With no mathematical justification whatsoever, I tried using different
base phases on each subcarrier (right now the carrier modulation is
BPSK). This made a difference but not much.
> >It's true that this channel is very dispersive, but the characteristics
> >should be constant with time, because I am trying to idealize the
> >implementation. As long as the channel is reasonably linear, shouldn't
> >I be able to counter this dispersion by deconvolution? I realize that
> >the FIR kernel might be quite large. If that's possible, I'd prefer to
> >use some other modulation with better PAPR characteristics.

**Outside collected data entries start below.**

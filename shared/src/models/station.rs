//! Station Model

use serde::{Deserialize, Serialize};

/// Preparation station (kitchen, bar, grill, ...)
#[derive(Debug, Clone, Serialize, Deserialize)]
pub struct Station {
    pub id: String,
    pub name: String,
    #[serde(default)]
    pub active: bool,
}
//! Cash Transaction Model

use chrono::{DateTime, Utc};
use serde::{Deserialize, Serialize};

/// Direction of a manual cash movement
#[derive(Debug, Clone, Copy, PartialEq, Eq, Serialize, Deserialize)]
#[serde(rename_all = "snake_case")]
pub enum TransactionType {
    Income,
    Expense,
}

/// Manual cash movement within a shift. Immutable once created.
#[derive(Debug, Clone, Serialize, Deserialize)]
pub struct CashTransaction {
    pub id: String,
    pub shift_id: String,
    pub tx_type: TransactionType,
    pub amount: f64,
    pub description: String,
    pub user_id: String,
    pub created_at: DateTime<Utc>,
}

/// Create transaction payload
#[derive(Debug, Clone, Serialize, Deserialize)]
pub struct CashTransactionCreate {
    pub shift_id: String,
    pub tx_type: TransactionType,
    pub amount: f64,
    pub description: String,
    pub user_id: String,
    pub created_at: DateTime<Utc>,
}
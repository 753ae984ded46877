//! Table Model

use serde::{Deserialize, Serialize};

/// Table status
#[derive(Debug, Clone, Copy, PartialEq, Eq, Serialize, Deserialize)]
#[serde(rename_all = "snake_case")]
pub enum TableStatus {
    Free,
    Occupied,
    Waiting,
    Paying,
}

impl Default for TableStatus {
    fn default() -> Self {
        Self::Free
    }
}

/// Dining table entity
///
/// Invariant: `status == Occupied` iff `current_session_id` references a
/// session whose status is active. `current_session_id` is a lookup key,
/// never ownership.
#[derive(Debug, Clone, Serialize, Deserialize)]
pub struct Table {
    pub id: String,
    pub zone_id: String,
    pub number: i32,
    #[serde(default = "default_capacity")]
    pub capacity: i32,
    #[serde(default)]
    pub status: TableStatus,
    pub current_session_id: Option<String>,
    /// Client-menu URL, stamped after creation from the assigned id
    pub qr_code: Option<String>,
}

fn default_capacity() -> i32 {
    4
}

/// Create table payload
#[derive(Debug, Clone, Serialize, Deserialize)]
pub struct TableCreate {
    pub zone_id: String,
    pub number: i32,
    #[serde(skip_serializing_if = "Option::is_none")]
    pub capacity: Option<i32>,
}

/// Update table payload
#[derive(Debug, Clone, Default, Serialize, Deserialize)]
pub struct TableUpdate {
    #[serde(skip_serializing_if = "Option::is_none")]
    pub zone_id: Option<String>,
    #[serde(skip_serializing_if = "Option::is_none")]
    pub number: Option<i32>,
    #[serde(skip_serializing_if = "Option::is_none")]
    pub capacity: Option<i32>,
    #[serde(skip_serializing_if = "Option::is_none")]
    pub status: Option<TableStatus>,
}
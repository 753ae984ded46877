//! Logging Infrastructure
//!
//! Structured logging setup for binaries, examples and tests.

/// Initialize the logger at the default level
pub fn init() {
    init_with_level(None);
}

/// Initialize the logger with an explicit level
///
/// `RUST_LOG` takes precedence when set. Safe to call more than once;
/// later calls are no-ops.
pub fn init_with_level(log_level: Option<&str>) {
    let level = log_level.unwrap_or("info");

    let filter = tracing_subscriber::EnvFilter::try_from_default_env()
        .unwrap_or_else(|_| tracing_subscriber::EnvFilter::new(level));

    let _ = tracing_subscriber::fmt()
        .with_env_filter(filter)
        .with_file(false)
        .with_line_number(false)
        .with_thread_ids(false)
        .with_target(false)
        .try_init();
}
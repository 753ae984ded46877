//! End-to-end lifecycle flows through the in-memory data service.

use std::sync::Arc;

use chrono::Utc;
use comanda_client::error::{FlowError, FlowStage};
use comanda_client::feed::ChangeFeed;
use comanda_client::hub::StoreHub;
use comanda_client::remote::{DataService, MemoryDataService};
use comanda_client::tables::FloorControl;
use serde_json::json;
use shared::models::{
    Order, OrderItem, OrderItemStatus, OrderStatus, SessionStatus, TableStatus,
};
use shared::Collection;
use tokio_util::sync::CancellationToken;

struct Fixture {
    service: Arc<MemoryDataService>,
    hub: Arc<StoreHub>,
    floor: FloorControl,
}

async fn fixture() -> Fixture {
    let service = Arc::new(MemoryDataService::new());
    service.seed(
        Collection::Zones,
        json!({"id": "z1", "name": "Terraza", "active": true}),
    );
    service.seed(
        Collection::Tables,
        json!({
            "id": "t1", "zone_id": "z1", "number": 1, "capacity": 4,
            "status": "free", "current_session_id": null, "qr_code": null
        }),
    );

    let hub = StoreHub::new();
    let feed = ChangeFeed::new(
        Arc::clone(&service) as Arc<dyn DataService>,
        Arc::clone(&hub),
        CancellationToken::new(),
    );
    feed.bootstrap().await.unwrap();

    let floor = FloorControl::new(
        Arc::clone(&service) as Arc<dyn DataService>,
        Arc::clone(&hub),
        "/client/menu".into(),
    );

    Fixture {
        service,
        hub,
        floor,
    }
}

fn order_for_session(id: &str, session_id: &str, status: OrderStatus) -> Order {
    let now = Utc::now();
    Order {
        id: id.into(),
        session_id: session_id.into(),
        status,
        created_at: now,
        updated_at: now,
        kitchen_started_at: None,
        kitchen_finished_at: None,
        items: vec![OrderItem {
            id: format!("{id}-i1"),
            order_id: id.into(),
            product_id: "p1".into(),
            product_name: "Paella".into(),
            quantity: 2,
            unit_price: 15.0,
            status: OrderItemStatus::Ready,
            created_at: Some(now),
            started_at: None,
            finished_at: None,
        }],
    }
}

async fn seed_order(fx: &Fixture, order: &Order) {
    fx.service
        .insert(Collection::Orders, serde_json::to_value(order).unwrap())
        .await
        .unwrap();
    fx.hub
        .orders
        .apply_optimistic(comanda_client::store::Mutation::Insert(order.clone()));
}

#[tokio::test]
async fn test_occupy_establishes_invariant() {
    let fx = fixture().await;

    let session = fx.floor.occupy("t1", 3, Some("ana")).await.unwrap();
    assert_eq!(session.status, SessionStatus::Active);
    assert_eq!(session.client_count, 3);

    let table = fx.hub.tables.get("t1").unwrap();
    assert_eq!(table.status, TableStatus::Occupied);
    assert_eq!(table.current_session_id.as_deref(), Some(session.id.as_str()));

    // status == occupied iff the referenced session is active
    let referenced = fx.hub.sessions.get(&session.id).unwrap();
    assert_eq!(referenced.status, SessionStatus::Active);
}

#[tokio::test]
async fn test_occupy_non_free_table_rejected_locally() {
    let fx = fixture().await;
    fx.floor.occupy("t1", 2, None).await.unwrap();

    let sessions_before = fx.hub.sessions.len();
    let err = fx.floor.occupy("t1", 2, None).await.unwrap_err();
    assert!(matches!(err, FlowError::Validation(_)));
    // rejected synchronously, no session was created
    assert_eq!(fx.hub.sessions.len(), sessions_before);
}

#[tokio::test]
async fn test_free_pays_orders_then_closes_session() {
    let fx = fixture().await;
    let session = fx.floor.occupy("t1", 2, None).await.unwrap();

    seed_order(&fx, &order_for_session("o1", &session.id, OrderStatus::Pending)).await;
    seed_order(&fx, &order_for_session("o2", &session.id, OrderStatus::InProgress)).await;
    seed_order(&fx, &order_for_session("o3", &session.id, OrderStatus::Cancelled)).await;

    fx.floor.free("t1", None).await.unwrap();

    // every non-cancelled order of the session is paid
    for id in ["o1", "o2"] {
        let order = fx.hub.orders.get(id).unwrap();
        assert_eq!(order.status, OrderStatus::Paid);
    }
    assert_eq!(
        fx.hub.orders.get("o3").unwrap().status,
        OrderStatus::Cancelled
    );

    // the session closed exactly once, with an end time
    let closed = fx.hub.sessions.get(&session.id).unwrap();
    assert_eq!(closed.status, SessionStatus::Closed);
    assert!(closed.end_time.is_some());

    // the occupied⇔active-session invariant no longer holds for t1
    let table = fx.hub.tables.get("t1").unwrap();
    assert_eq!(table.status, TableStatus::Free);
    assert_eq!(table.current_session_id, None);
}

#[tokio::test]
async fn test_occupy_surfaces_orphaned_session() {
    let fx = fixture().await;
    fx.service.fail_next(Collection::Tables, "update");

    let err = fx.floor.occupy("t1", 2, None).await.unwrap_err();
    let FlowError::Interrupted { stage, .. } = err else {
        panic!("expected Interrupted, got {err:?}");
    };
    assert_eq!(stage, FlowStage::AttachSessionToTable);

    // the session exists and stays active; nothing silently retried
    let sessions = fx.hub.sessions.snapshot();
    assert_eq!(sessions.len(), 1);
    assert_eq!(sessions[0].status, SessionStatus::Active);
    // the table itself is untouched
    assert_eq!(fx.hub.tables.get("t1").unwrap().status, TableStatus::Free);
}

#[tokio::test]
async fn test_free_reports_session_close_failure_after_orders_paid() {
    let fx = fixture().await;
    let session = fx.floor.occupy("t1", 2, None).await.unwrap();
    seed_order(&fx, &order_for_session("o1", &session.id, OrderStatus::Pending)).await;

    fx.service.fail_next(Collection::TableSessions, "update");
    let err = fx.floor.free("t1", None).await.unwrap_err();
    let FlowError::Interrupted { stage, .. } = err else {
        panic!("expected Interrupted, got {err:?}");
    };
    assert_eq!(stage, FlowStage::CloseSession);

    // the order update committed before the failure; state is
    // recoverable, not masked
    assert_eq!(fx.hub.orders.get("o1").unwrap().status, OrderStatus::Paid);
    assert_eq!(
        fx.hub.sessions.get(&session.id).unwrap().status,
        SessionStatus::Active
    );
}

#[tokio::test]
async fn test_change_status_escape_hatch() {
    let fx = fixture().await;

    fx.floor
        .change_status("t1", TableStatus::Waiting)
        .await
        .unwrap();
    let table = fx.hub.tables.get("t1").unwrap();
    assert_eq!(table.status, TableStatus::Waiting);
    // session untouched: none was created
    assert!(fx.hub.sessions.is_empty());
}

#[tokio::test]
async fn test_echo_reconciliation_does_not_duplicate() {
    let fx = fixture().await;
    let shutdown = CancellationToken::new();
    let feed = ChangeFeed::new(
        Arc::clone(&fx.service) as Arc<dyn DataService>,
        Arc::clone(&fx.hub),
        shutdown.clone(),
    );
    let pumps = feed.spawn_pumps();

    let session = fx.floor.occupy("t1", 2, None).await.unwrap();

    // let every echo drain through the pumps
    tokio::time::sleep(std::time::Duration::from_millis(30)).await;

    // optimistic write + feed echo merged into a single entity each
    assert_eq!(fx.hub.sessions.len(), 1);
    let table = fx.hub.tables.get("t1").unwrap();
    assert_eq!(table.status, TableStatus::Occupied);
    assert_eq!(table.current_session_id.as_deref(), Some(session.id.as_str()));

    fx.floor.free("t1", None).await.unwrap();
    tokio::time::sleep(std::time::Duration::from_millis(30)).await;

    assert_eq!(fx.hub.sessions.len(), 1);
    assert_eq!(
        fx.hub.sessions.get(&session.id).unwrap().status,
        SessionStatus::Closed
    );
    assert_eq!(fx.hub.tables.get("t1").unwrap().status, TableStatus::Free);

    shutdown.cancel();
    for pump in pumps {
        pump.await.unwrap();
    }
}

#[tokio::test]
async fn test_create_table_stamps_qr_code() {
    let fx = fixture().await;

    let table = fx
        .floor
        .create_table(shared::models::TableCreate {
            zone_id: "z1".into(),
            number: 7,
            capacity: Some(6),
        })
        .await
        .unwrap();

    let qr = table.qr_code.expect("qr stamped");
    assert_eq!(qr, format!("/client/menu/{}", table.id));
    assert_eq!(fx.hub.tables.len(), 2);
}
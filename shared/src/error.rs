//! Remote collaborator error taxonomy

use thiserror::Error;

/// Failure of a remote data-service call
///
/// These are the only errors the collaborator surface may produce.
/// Local validation failures never reach this type; they are rejected
/// before a remote call is attempted.
#[derive(Debug, Clone, Error)]
pub enum RemoteError {
    /// Transport or service unavailable
    #[error("service unavailable: {0}")]
    Unavailable(String),

    /// The write conflicted with concurrent server-side state
    #[error("conflict: {0}")]
    Conflict(String),

    /// The caller is not allowed to perform this operation
    #[error("permission denied: {0}")]
    Denied(String),

    /// The record does not exist on the service
    #[error("{collection} record not found: {id}")]
    NotFound { collection: String, id: String },

    /// The service returned a payload the client could not decode
    #[error("invalid response: {0}")]
    InvalidResponse(String),
}

/// Result type for remote collaborator calls
pub type RemoteResult<T> = Result<T, RemoteError>;
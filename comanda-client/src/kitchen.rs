//! Priority Scheduler
//!
//! Derives a strict total order over active kitchen tickets from the
//! orders snapshot plus wall-clock elapsed time. The ranking is a pure
//! projection (it never mutates the stores) and is recomputed on every
//! store change and on a fixed tick, because urgency moves with time
//! even when no data changes.

use std::collections::HashMap;
use std::sync::Arc;

use chrono::{DateTime, Duration, Utc};
use parking_lot::RwLock;
use serde_json::json;
use shared::models::{Category, Order, OrderItem, OrderItemStatus, OrderStatus, Product};
use shared::Collection;
use tokio::sync::Notify;
use tokio_util::sync::CancellationToken;

use crate::config::KitchenConfig;
use crate::error::{FlowError, FlowResult};
use crate::hub::StoreHub;
use crate::remote::DataService;
use crate::store::Mutation;

/// Urgency tier of a ticket, from elapsed time since creation
///
/// Declaration order gives `Normal < Warning < Critical`.
#[derive(Debug, Clone, Copy, PartialEq, Eq, PartialOrd, Ord)]
pub enum Urgency {
    Normal,
    Warning,
    Critical,
}

/// Urgency of one order at `now`
pub fn urgency(order: &Order, config: &KitchenConfig, now: DateTime<Utc>) -> Urgency {
    let elapsed = now.signed_duration_since(order.created_at);
    if elapsed >= Duration::seconds(config.critical_after_secs as i64) {
        Urgency::Critical
    } else if elapsed >= Duration::seconds(config.warning_after_secs as i64) {
        Urgency::Warning
    } else {
        Urgency::Normal
    }
}

/// Kitchen display scope
#[derive(Debug, Clone, PartialEq, Eq)]
pub enum StationScope {
    All,
    Station(String),
}

/// product_id → station_id mapping derived from the catalog
///
/// Built per recompute from the products and categories snapshots;
/// products whose category has no station are absent.
pub struct StationIndex {
    by_product: HashMap<String, String>,
}

impl StationIndex {
    pub fn build(products: &[Product], categories: &[Category]) -> Self {
        let station_of_category: HashMap<&str, &str> = categories
            .iter()
            .filter_map(|c| c.station_id.as_deref().map(|s| (c.id.as_str(), s)))
            .collect();

        let by_product = products
            .iter()
            .filter_map(|p| {
                let category = p.category_id.as_deref()?;
                let station = station_of_category.get(category)?;
                Some((p.id.clone(), (*station).to_string()))
            })
            .collect();

        Self { by_product }
    }

    /// Whether an item belongs to the scoped station
    pub fn item_in_scope(&self, item: &OrderItem, scope: &StationScope) -> bool {
        match scope {
            StationScope::All => true,
            StationScope::Station(station) => {
                self.by_product.get(&item.product_id) == Some(station)
            }
        }
    }
}

/// Rank active orders for the kitchen display
///
/// Sort key, in order of precedence: urgency tier (higher first),
/// in-progress before pending, then FIFO by creation time. With a
/// station scope, only orders with at least one item for that station
/// appear.
pub fn rank_orders(
    orders: &[Order],
    index: &StationIndex,
    scope: &StationScope,
    config: &KitchenConfig,
    now: DateTime<Utc>,
) -> Vec<Order> {
    let mut ranked: Vec<Order> = orders
        .iter()
        .filter(|o| o.is_active())
        .filter(|o| o.items.iter().any(|item| index.item_in_scope(item, scope)))
        .cloned()
        .collect();

    ranked.sort_by(|a, b| {
        urgency(b, config, now)
            .cmp(&urgency(a, config, now))
            .then_with(|| progress_rank(a.status).cmp(&progress_rank(b.status)))
            .then_with(|| a.created_at.cmp(&b.created_at))
    });
    ranked
}

fn progress_rank(status: OrderStatus) -> u8 {
    match status {
        OrderStatus::InProgress => 0,
        _ => 1,
    }
}

/// Fraction of ready items, in percent
pub fn order_progress(order: &Order) -> f32 {
    if order.items.is_empty() {
        return 0.0;
    }
    let ready = order
        .items
        .iter()
        .filter(|i| i.status == OrderItemStatus::Ready)
        .count();
    (ready as f32 / order.items.len() as f32) * 100.0
}

/// Kitchen ticket scheduler
///
/// Owns the last computed ranking and the tick timer, nothing else.
/// Recomputes on every orders/catalog store notification and on a fixed
/// cadence (default 30 s).
pub struct KitchenScheduler {
    hub: Arc<StoreHub>,
    config: KitchenConfig,
    scope: RwLock<StationScope>,
    ranking: RwLock<Vec<Order>>,
    dirty: Arc<Notify>,
    shutdown: CancellationToken,
}

impl KitchenScheduler {
    pub fn new(hub: Arc<StoreHub>, config: KitchenConfig, shutdown: CancellationToken) -> Arc<Self> {
        let scheduler = Arc::new(Self {
            hub,
            config,
            scope: RwLock::new(StationScope::All),
            ranking: RwLock::new(Vec::new()),
            dirty: Arc::new(Notify::new()),
            shutdown,
        });
        scheduler.attach();
        scheduler
    }

    /// Wire store notifications to the recompute signal
    fn attach(self: &Arc<Self>) {
        let dirty = Arc::clone(&self.dirty);
        self.hub.orders.subscribe(move |_: &[Order]| dirty.notify_one());
        let dirty = Arc::clone(&self.dirty);
        self.hub
            .products
            .subscribe(move |_: &[Product]| dirty.notify_one());
        let dirty = Arc::clone(&self.dirty);
        self.hub
            .categories
            .subscribe(move |_: &[Category]| dirty.notify_one());
    }

    /// Last computed ranking
    pub fn ranking(&self) -> Vec<Order> {
        self.ranking.read().clone()
    }

    /// Change the station scope and trigger a recompute
    pub fn set_scope(&self, scope: StationScope) {
        *self.scope.write() = scope;
        self.dirty.notify_one();
    }

    /// Recompute the ranking from current snapshots
    pub fn recompute(&self) {
        let now = Utc::now();
        let orders = self.hub.orders.snapshot();
        let index = StationIndex::build(
            &self.hub.products.snapshot(),
            &self.hub.categories.snapshot(),
        );
        let scope = self.scope.read().clone();
        let ranked = rank_orders(&orders, &index, &scope, &self.config, now);
        *self.ranking.write() = ranked;
    }

    /// Main loop: tick + change signal + shutdown
    pub async fn run(self: Arc<Self>) {
        tracing::info!(
            interval_secs = self.config.refresh_interval_secs,
            "kitchen scheduler started"
        );
        let mut interval =
            tokio::time::interval(std::time::Duration::from_secs(self.config.refresh_interval_secs));

        loop {
            tokio::select! {
                _ = interval.tick() => {
                    self.recompute();
                }
                _ = self.dirty.notified() => {
                    self.recompute();
                }
                _ = self.shutdown.cancelled() => {
                    tracing::info!("kitchen scheduler received shutdown signal");
                    return;
                }
            }
        }
    }
}

/// Kitchen board commands (item status mutations)
pub struct KitchenBoard {
    service: Arc<dyn DataService>,
    hub: Arc<StoreHub>,
}

impl KitchenBoard {
    pub fn new(service: Arc<dyn DataService>, hub: Arc<StoreHub>) -> Self {
        Self { service, hub }
    }

    /// Toggle one item's kitchen status
    ///
    /// Stamps `started_at` on the first transition toward ready and
    /// `finished_at` on ready; reverting to pending clears
    /// `finished_at`.
    pub async fn set_item_status(
        &self,
        order_id: &str,
        item_id: &str,
        status: OrderItemStatus,
    ) -> FlowResult<()> {
        let order = self
            .hub
            .orders
            .get(order_id)
            .ok_or_else(|| FlowError::Validation(format!("unknown order: {order_id}")))?;

        let now = Utc::now();
        let mut items = order.items.clone();
        let item = items
            .iter_mut()
            .find(|i| i.id == item_id)
            .ok_or_else(|| FlowError::Validation(format!("unknown item: {item_id}")))?;

        item.status = status;
        match status {
            OrderItemStatus::Ready => {
                item.started_at = item.started_at.or(Some(now));
                item.finished_at = Some(now);
            }
            OrderItemStatus::Pending => {
                item.finished_at = None;
            }
        }

        self.push_items(order_id, items).await
    }

    /// Mark every unfinished item within the station scope as ready
    pub async fn mark_station_ready(&self, order_id: &str, scope: &StationScope) -> FlowResult<usize> {
        let order = self
            .hub
            .orders
            .get(order_id)
            .ok_or_else(|| FlowError::Validation(format!("unknown order: {order_id}")))?;

        let index = StationIndex::build(
            &self.hub.products.snapshot(),
            &self.hub.categories.snapshot(),
        );

        let now = Utc::now();
        let mut items = order.items.clone();
        let mut changed = 0usize;
        for item in items.iter_mut() {
            if item.status != OrderItemStatus::Ready && index.item_in_scope(item, scope) {
                item.status = OrderItemStatus::Ready;
                item.started_at = item.started_at.or(Some(now));
                item.finished_at = Some(now);
                changed += 1;
            }
        }

        if changed == 0 {
            return Ok(0);
        }
        self.push_items(order_id, items).await?;
        Ok(changed)
    }

    async fn push_items(&self, order_id: &str, items: Vec<OrderItem>) -> FlowResult<()> {
        let patch = json!({ "items": items });
        self.service
            .update(Collection::Orders, order_id, patch.clone())
            .await?;
        self.hub.orders.apply_optimistic(Mutation::Update {
            id: order_id.to_string(),
            patch,
        });
        Ok(())
    }
}
//! Cash Shift Model

use chrono::{DateTime, Utc};
use serde::{Deserialize, Serialize};

/// Shift status
#[derive(Debug, Clone, Copy, PartialEq, Eq, Serialize, Deserialize)]
#[serde(rename_all = "snake_case")]
pub enum ShiftStatus {
    Open,
    Closed,
}

impl Default for ShiftStatus {
    fn default() -> Self {
        Self::Open
    }
}

/// Cash register shift
///
/// At most one shift is open system-wide at any time. The closing fields
/// stay `None` while the shift is open; `difference` is real − expected.
#[derive(Debug, Clone, Serialize, Deserialize)]
pub struct CashShift {
    pub id: String,
    pub status: ShiftStatus,
    /// Starting cash in the drawer
    pub base_amount: f64,
    pub opened_by: String,
    pub opened_at: DateTime<Utc>,
    pub closed_at: Option<DateTime<Utc>>,
    pub closed_by: Option<String>,
    pub final_cash_expected: Option<f64>,
    pub final_cash_real: Option<f64>,
    pub difference: Option<f64>,
    pub notes: Option<String>,
}

/// Open shift payload
#[derive(Debug, Clone, Serialize, Deserialize)]
pub struct CashShiftCreate {
    pub base_amount: f64,
    pub opened_by: String,
    pub status: ShiftStatus,
    pub opened_at: DateTime<Utc>,
}

/// Close shift payload
#[derive(Debug, Clone, Serialize, Deserialize)]
pub struct CashShiftClose {
    pub status: ShiftStatus,
    pub closed_at: DateTime<Utc>,
    pub closed_by: String,
    pub final_cash_expected: f64,
    pub final_cash_real: f64,
    pub difference: f64,
    #[serde(skip_serializing_if = "Option::is_none")]
    pub notes: Option<String>,
}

> If the OFDM symbol rate is low enough it may be that a cyclic-prefix
> is all that is needed. I guess I'm not completely seeing the
> connection between the dispersion and PAPR?
It's not really a connection. What I meant is that OFDM was suggested
because of its good performance on dispersive channels. If I can remove
the dispersion by deconvolution then I don't have to deal with it and
that gives me more options besides OFDM. Or is this wrong thinking?
As for a cyclic prefix... I can't experiment usefully with that until I
know the appropriate guard interval to use, which I can't determine yet
because my rig isn't built.
> In any case, I agree with the previous posts that characterizing the
> channel transfer function is a good idea. I think I'd look at it
> with different string types, string tensions, can diameters, etc. You
> could spend a ton of time just on channel characterization, though,
> and you probably want to get on with the system design.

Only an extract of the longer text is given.